Kini tengah merebak ujaran seseorang yang memerahkan telinga dan membuat jengah banyak orang. Padahal, semua bahasa menempatkan manusia sebagai makhluk mulia dengan adab yang disematkan dalam penggunaannya.
Oleh
KURNIA JR
·2 menit baca
Menjelang pemilihan umum, ujaran adalah komoditas komersial. Nilainya makin diperhitungkan dengan dukungan teknologi informasi digital, yang secara praktis mengendarai wahana media sosial dan praktik demokrasi yang, dalam kasus nasional, sangat eksesif.
Bermodal pengikut besar dan popularitas masif, seseorang yang bukan apa-apa bisa menjadi pelantam suara satu kutub atau kelompok politik untuk menghantam lawan. Sudah nyaris satu dekade suasana politik nasional dilanda ekses dari kebebasan berekspresi.
Tidak butuh waktu lama, unggah-ungguh dan etika melontarkan ujaran dihabisi oleh politikus, acapkali dengan memanfaatkan corong tim sorak (buzzer). Perilaku di dunia politik demikian masif meracuni komunikasi sehari-hari di media sosial yang sangat luas cakupannya atas berbagai kelas sosial masyarakat Indonesia.
Para leluhur mewariskan bahasa simbol melalui daun, bunga, pantun, elegi, hingga banyolan demi adab dan martabat diri.
Sejalan dengan rendahnya kadar pendidikan etika di sekolah, kian profannya suasana di lembaga-lembaga pendidikan berbasis keagamaan, yang ditandai dengan berbagai kasus kriminal kekerasan hingga pembunuhan dan seksual, mungkin bisa dikatakan hancur sudah benteng fundamental kebahasaan kita dalam arti pragmatis, yang ditandai dengan rusaknya adab berbahasa.
Berseliweran tiap saat di media sosial kata-kata makian yang kasar dan menghina, merendahkan, hingga menghancurkan kehormatan orang lain.
Adab
Yang tengah merebak kini ujaran seseorang yang memerahkan telinga dan membuat jengah banyak orang. Andai ujaran itu hanya berisik di tingkat tim sorak, mungkin dampak etisnya masih dapat dilokalisasi. Yang jadi soal, ujarannya segera ditangkap dan dibela secara masif oleh tokoh-tokoh politik senior yang seharusnya jadi benteng bagi terejawantahkannya etika dalam berpolitik.

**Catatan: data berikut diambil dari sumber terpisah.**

//! Utility-based policy for autonomous agents.
//!
//! Each tick the agent scores up to three candidates and takes the best:
//!
//! - **Hold**: no thrust. Always available; wins ties.
//! - **Seek**: head for food when energy is low, otherwise for the current
//!   waypoint. A hungry agent with food in view always prefers it to
//!   holding.
//! - **Evade**: move away from neighbors that are inside the threat radius
//!   *and* closing in. Stationary or receding neighbors are not threats.
//!
//! When the waypoint is reached (or there is none) a new one is chosen: the
//! centroid of a crowd when more than [`CROWD`] neighbors are in view,
//! otherwise a random point in the world. A hungry agent without food in
//! view picks no waypoint and conserves energy instead.
//!
//! Scores combine energy conservation, goal progress and safety using
//! [`UtilityWeights`]. Every `adapt_interval` ticks the mean recorded energy
//! change is compared with the cost of cruising for one tick. Spending more
//! than that shifts weight toward conservation, spending less (holding,
//! eating) shifts it toward goals, and anything close to cruising relaxes
//! the weights back toward their configured values.

use playground_types::{Action, ActionIntent, NeighborView, Observation, ResourceId, Vec2};
use rand::Rng;
use tracing::debug;

use crate::config::{AutonomousTuning, KindProfile, UtilityWeights};
use crate::memory::{MemoryEvent, MemoryRing};
use crate::vitals;

/// Cost proxy for any moving candidate, in `[0, 1]`.
const MOVE_EFFORT: f64 = 0.5;

/// No weight is shifted below this floor during adaptation.
const MIN_WEIGHT: f64 = 0.05;

/// Neighbors in view above which the agent heads for the crowd.
const CROWD: usize = 3;

/// Policy state of one autonomous agent.
#[derive(Debug, Clone, PartialEq)]
pub struct AutonomousState {
    /// Tuning copied from configuration at spawn.
    tuning: AutonomousTuning,
    /// Current (adapted) weights.
    weights: UtilityWeights,
    /// Optional waypoint in absolute coordinates.
    goal: Option<Vec2>,
    /// Resource currently foraged for.
    target_resource: Option<ResourceId>,
}

/// A scored candidate action.
#[derive(Debug, Clone, Copy)]
struct Candidate {
    utility: f64,
    action: Action,
}

impl AutonomousState {
    /// New state with the configured starting weights.
    pub fn new(tuning: AutonomousTuning, goal: Option<Vec2>) -> Self {
        Self {
            weights: normalized(tuning.weights),
            tuning,
            goal,
            target_resource: None,
        }
    }

    /// The current waypoint.
    pub const fn goal(&self) -> Option<Vec2> {
        self.goal
    }

    /// Replace the waypoint.
    pub const fn set_goal(&mut self, goal: Option<Vec2>) {
        self.goal = goal;
    }

    /// The current utility weights.
    pub const fn weights(&self) -> UtilityWeights {
        self.weights
    }

    /// Score the candidates and return the best action.
    pub(crate) fn decide<R: Rng + ?Sized>(
        &mut self,
        obs: &Observation,
        profile: &KindProfile,
        memory: &mut MemoryRing,
        rng: &mut R,
    ) -> Action {
        let own = obs.own;

        if let Some(goal) = self.goal
            && own.position.distance(goal) <= self.tuning.goal_tolerance
        {
            memory.record(obs.tick, MemoryEvent::GoalReached { target: goal });
            self.goal = None;
        }

        if self.tuning.adapt_interval > 0
            && obs.tick > 0
            && obs.tick.checked_rem(self.tuning.adapt_interval) == Some(0)
        {
            self.adapt(obs, profile, memory);
        }

        if self.goal.is_none()
            && let Some(waypoint) = self.choose_waypoint(obs, rng)
        {
            memory.record(obs.tick, MemoryEvent::GoalSet { target: waypoint });
            self.goal = Some(waypoint);
        }

        let threats: Vec<&NeighborView> = obs
            .neighbors
            .iter()
            .filter(|n| n.distance < self.tuning.threat_radius && n.closing_speed(own.velocity) > 0.0)
            .collect();
        let threat_level = threats
            .iter()
            .map(|n| 1.0 - n.distance / self.tuning.threat_radius)
            .fold(0.0, f64::max);
        let safety = 1.0 - threat_level;
        let w = self.weights;
        let cruise = profile.max_thrust * self.tuning.cruise_fraction;

        let mut best = Candidate {
            utility: w.energy.mul_add(1.0, w.threat * safety),
            action: Action::idle(),
        };

        if let Some(seek) = self.seek_candidate(obs, cruise, safety, memory) {
            best = pick(best, seek);
        }

        if let Some(nearest) = threats.first() {
            let away = threats
                .iter()
                .map(|n| -n.offset.normalize_or_zero() * (1.0 - n.distance / self.tuning.threat_radius))
                .fold(Vec2::ZERO, |acc, v| acc + v)
                .normalize_or_zero();
            // Coincident threats give no direction; sidestep instead.
            let away = if away == Vec2::ZERO {
                let side = nearest.offset.perp().normalize_or_zero();
                if side == Vec2::ZERO { Vec2::X } else { side }
            } else {
                away
            };
            let evade = Candidate {
                utility: w.energy.mul_add(1.0 - MOVE_EFFORT, w.threat * (1.0 + threat_level)),
                action: Action::moving(away * cruise, ActionIntent::Flee),
            };
            if evade.utility > best.utility {
                memory.record(obs.tick, MemoryEvent::ThreatSeen { agent: nearest.id });
            }
            best = pick(best, evade);
        }

        best.action
    }

    /// Whether energy is below the foraging threshold.
    fn hungry(&self, obs: &Observation) -> bool {
        obs.own.energy_fraction() < self.tuning.low_energy_fraction
    }

    /// Pick the next waypoint, or `None` to conserve energy.
    fn choose_waypoint<R: Rng + ?Sized>(&self, obs: &Observation, rng: &mut R) -> Option<Vec2> {
        if self.hungry(obs) {
            return None;
        }
        let own = obs.own.position;
        if obs.neighbors.len() > CROWD {
            let sum = obs.neighbors.iter().fold(Vec2::ZERO, |acc, n| acc + n.offset);
            let count = u32::try_from(obs.neighbors.len()).unwrap_or(u32::MAX);
            let centroid = own + sum / f64::from(count);
            if centroid.distance(own) > self.tuning.goal_tolerance {
                return Some(centroid);
            }
        }
        let margin = self.tuning.goal_tolerance.max(0.0);
        Some(Vec2::new(
            random_within(rng, obs.world_width, margin),
            random_within(rng, obs.world_height, margin),
        ))
    }

    /// Build the seek candidate: food when hungry, otherwise the waypoint.
    fn seek_candidate(&mut self, obs: &Observation, cruise: f64, safety: f64, memory: &mut MemoryRing) -> Option<Candidate> {
        let own = obs.own;
        let w = self.weights;
        let low = self.tuning.low_energy_fraction;

        let food = if self.hungry(obs) { obs.nearest_resource() } else { None };

        if let Some(resource) = food {
            if self.target_resource != Some(resource.id) {
                self.target_resource = Some(resource.id);
                memory.record(
                    obs.tick,
                    MemoryEvent::GoalSet {
                        target: own.position + resource.offset,
                    },
                );
            }
            // Positive whenever the agent is hungry.
            let hunger = if low > 0.0 {
                (1.0 - own.energy_fraction() / low).clamp(0.0, 1.0)
            } else {
                0.0
            };
            let inside = resource.offset.length() <= resource.radius;
            let thrust = if inside {
                Vec2::ZERO
            } else {
                resource.offset.normalize_or_zero() * cruise
            };
            // Eating repays the effort of getting there, so food outscores
            // holding for any weights.
            return Some(Candidate {
                utility: w.energy.mul_add(1.0 + hunger, w.goal.mul_add(1.0 + hunger, w.threat * safety)),
                action: Action::moving(thrust, ActionIntent::Forage).consuming(resource.id),
            });
        }
        self.target_resource = None;

        let goal = self.goal?;
        let direction = (goal - own.position).normalize_or_zero();
        Some(Candidate {
            utility: w.energy.mul_add(1.0 - MOVE_EFFORT, w.goal.mul_add(1.0, w.threat * safety)),
            action: Action::moving(direction * cruise, ActionIntent::Seek),
        })
    }

    /// Compare recent energy change with the cost of cruising and shift the
    /// weights accordingly.
    fn adapt(&mut self, obs: &Observation, profile: &KindProfile, memory: &MemoryRing) {
        let since = obs.tick.saturating_sub(self.tuning.adapt_interval);
        let Some(mean_delta) = memory.mean_energy_delta(since) else {
            return;
        };
        let dt = obs.time_step;
        let cruise_move = vitals::movement_cost(profile, profile.max_thrust * self.tuning.cruise_fraction, dt);
        let baseline = -(cruise_move + vitals::idle_cost(profile, dt));
        let band = cruise_move * 0.5;
        let relative = mean_delta - baseline;

        let step = self.tuning.adapt_step;
        let mut w = self.weights;
        if relative < -band {
            w.energy += step;
            w.goal = (w.goal - step).max(MIN_WEIGHT);
        } else if relative > band {
            w.goal += step;
            w.energy = (w.energy - step).max(MIN_WEIGHT);
        } else {
            let target = normalized(self.tuning.weights);
            w.energy += (target.energy - w.energy).clamp(-step, step);
            w.goal += (target.goal - w.goal).clamp(-step, step);
            w.threat += (target.threat - w.threat).clamp(-step, step);
        }
        self.weights = normalized(w);
        debug!(
            tick = obs.tick,
            mean_delta,
            baseline,
            energy = self.weights.energy,
            goal = self.weights.goal,
            threat = self.weights.threat,
            "Autonomous weights adapted"
        );
    }
}

/// Uniform coordinate in `[margin, extent - margin]`, or the middle when the
/// extent is narrower than both margins.
fn random_within<R: Rng + ?Sized>(rng: &mut R, extent: f64, margin: f64) -> f64 {
    let low = margin.min(extent * 0.5);
    let high = extent - low;
    if high > low { rng.random_range(low..=high) } else { extent * 0.5 }
}

/// Keep the strictly better candidate; ties keep the incumbent.
fn pick(current: Candidate, challenger: Candidate) -> Candidate {
    if challenger.utility > current.utility {
        challenger
    } else {
        current
    }
}

/// Scale weights to sum to one, falling back to defaults when degenerate.
fn normalized(weights: UtilityWeights) -> UtilityWeights {
    let parts = [weights.energy, weights.goal, weights.threat];
    if parts.iter().any(|v| !v.is_finite() || *v < 0.0) {
        return UtilityWeights::default();
    }
    let total: f64 = parts.iter().sum();
    if total <= 0.0 {
        return UtilityWeights::default();
    }
    UtilityWeights {
        energy: weights.energy / total,
        goal: weights.goal / total,
        threat: weights.threat / total,
    }
}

Di era ini, sepatutnya politikus senior mafhum bahwa inilah periode transisi kemudi bahtera bangsa dari tangan generasi terdahulu kepada generasi milenial yang masih butuh bekal fundamental, khususnya adab. Adab inilah jimat pamungkas bangsa yang tengah berjuang melawan hasrat bertengkar di dalam rumah sendiri dengan sanak-saudara sendiri.
Bahasa terutama adalah media fundamental dalam peradaban manusia. Di level dasar memudahkan segala urusan. Ketika satu (dialek) bahasa bersua dengan dialek lain hingga bahasa-bahasa lain, diperlukan peran perumus struktur linguistik hingga sarjana bahasa formal. Melampaui itu semua bahasa menempatkan manusia sebagai makhluk mulia dengan adab yang disematkan dalam penggunaannya.
Akhir-akhir ini, seakan-akan kita dipaksa jengah untuk mengingatkan tentang sopan santun dalam berbahasa lantaran bengisnya para penyokong ujaran kebencian yang dibela oleh para tokoh partai politik. Kita dipaksa lupa bahwa para leluhur mewariskan bahasa simbol melalui daun, bunga, pantun, elegi, hingga banyolan demi adab dan martabat diri. Bahkan kini para seniman seperti tinggal memilih, tergulung arus materi atau terpaksa menyingkir ke gurun antah-berantah.
Lepas dari semua aspek itu, senantiasa kembali kepada manusia sendiri yang, konon, diisyaratkan dalam agama bisa meraih kedudukan sebagai khalifah di muka bumi. Apakah janji kepemimpinan itu pantas bagi manusia yang membuang adab, bahkan dalam bertutur kata?